IRBs for Collaborative and International Research

For research that involves collaboration across institutions located within the United States, separate applications to each institution’s IRB are often required; sometimes arrangements can be made to establish a single, designated IRB. Research conducted overseas may need to be reviewed by ethics boards of varying types in the contexts where the research will occur (for instance, by a community leader or other expert), in addition to being reviewed by the IRB at the researcher’s home institution. Both the U.S. and the host country’s requirements for protecting human participants must be satisfied. Informed consent and other aspects of the research that ensure its ethical conduct must be meaningful by both U.S. and local cultural standards. If you contemplate needing the approval of multiple IRBs for your research, allow for more time for obtaining approval.

Categories of IRB Approval

Your project might be declared “exempt” from further review by your IRB, the review might be expedited, or the project might undergo full-board review depending on your substantive focus and research design (for example, the degree of risk that involvement in the project may pose for human participants). Unless the project is deemed exempt by your IRB, the project will need to undergo periodic review as it progresses.

If you are not planning to collect any identifying information from project participants, and your project meets additional restrictive criteria, it may be deemed exempt from continued oversight or review by the IRB. This is a decision that can only be made by the IRB once you submit your IRB protocol including a justified request for exemption. Researchers cannot self-exempt their work.

IRB guidelines typically project that application review will take three or four months. However, IRBs are often able to grant exemptions more quickly than they can issue other types of judgments on research projects.

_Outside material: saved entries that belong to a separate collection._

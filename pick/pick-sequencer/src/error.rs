//! Error types for pick sequencing.

use thiserror::Error;

/// Result type alias for step actions.
pub type StepResult<T> = Result<T, StepError>;

/// Result type alias for sequencer operations.
pub type SequencerResult<T> = Result<T, SequencerError>;

/// A trajectory execution failure, reported by a
/// [`MotionExecutor`](crate::MotionExecutor). Never silently swallowed.
#[derive(Debug, Error)]
pub enum MotionError {
    /// The controller refused the trajectory before execution started.
    #[error("trajectory rejected by controller: {0}")]
    Rejected(String),

    /// Execution started but failed partway through.
    #[error("trajectory execution failed at waypoint {waypoint}: {reason}")]
    ExecutionFailed {
        /// Index of the waypoint where execution stopped.
        waypoint: usize,
        /// Controller-reported reason.
        reason: String,
    },
}

/// Why a single step's action failed.
#[derive(Debug, Error)]
pub enum StepError {
    /// A commanded motion failed.
    #[error(transparent)]
    Motion(#[from] MotionError),

    /// The working state holds no grasp candidate (e.g. the
    /// compute-grasp step found nothing feasible).
    #[error("no grasp candidate in working state")]
    NoCandidate,

    /// Any other step-specific failure.
    #[error("{0}")]
    Other(String),
}

impl StepError {
    /// Create a step error from a free-form cause.
    #[must_use]
    pub fn other(details: impl Into<String>) -> Self {
        Self::Other(details.into())
    }
}

/// Terminal failure of one pick run.
///
/// Always carries the failing step's index and label, so the caller
/// knows exactly where to resume after fixing the world.
#[derive(Debug, Error)]
pub enum SequencerError {
    /// A step's action failed. Fatal to the run; retrying is the
    /// caller's decision.
    #[error("step {step} ({label}) failed: {source}")]
    StepFailed {
        /// Index of the failing step.
        step: usize,
        /// Label of the failing step.
        label: String,
        /// The propagated cause.
        #[source]
        source: StepError,
    },

    /// The operator cancelled the pending authorization wait. Treated
    /// identically to a step failure downstream.
    #[error("operator cancelled before step {step} ({label})")]
    OperatorCancelled {
        /// Index of the step that was awaiting authorization.
        step: usize,
        /// Label of that step.
        label: String,
    },

    /// The jump-to-step override named a step that does not exist.
    #[error("jump target {requested} exceeds step count {step_count}")]
    InvalidJumpTarget {
        /// The requested starting index.
        requested: usize,
        /// How many steps the sequence defines.
        step_count: usize,
    },

    /// A sequencer cannot be built over zero steps.
    #[error("step list is empty")]
    EmptyStepList,
}

impl SequencerError {
    /// Index of the step this error concerns, if any.
    #[must_use]
    pub const fn step(&self) -> Option<usize> {
        match self {
            Self::StepFailed { step, .. } | Self::OperatorCancelled { step, .. } => Some(*step),
            Self::InvalidJumpTarget { .. } | Self::EmptyStepList => None,
        }
    }
}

The following types of research often qualify for an IRB exemption:

  • research in educational settings involving educational practice
  • research involving educational tests, surveys, interviews or observations of public behavior
    • if the participants are elected public officials or candidates for office
    • if the participants are not identified or disclosure of their responses would not involve more than reasonable (“everyday”) risk
  • research involving the collection or study of existing data if they are publicly available and/or unidentifiable
  • research designed to study public benefit or service programs.

Research among vulnerable populations as defined by federal regulations (e.g. children or prisoners) is typically not exempt even if it meets one of the above criteria.

Whether or not your research is exempt from continued IRB review, you might consider planning data collection so as to avoid gathering identifying information from human participants if the level of sensitivity of the personal information is high, and especially if you don’t anticipate needing to contact participants more than once. While it is common practice to record personal information, such information is often used only for administrative purposes; avoiding gathering such information makes the project and the collected data easier to manage from a legal and ethical perspective.

QDR urges researchers to allow ethical principles to guide their research far beyond what IRBs require of them. Ethical considerations and strong ethical standards should be a backdrop to everything you do while conducting research.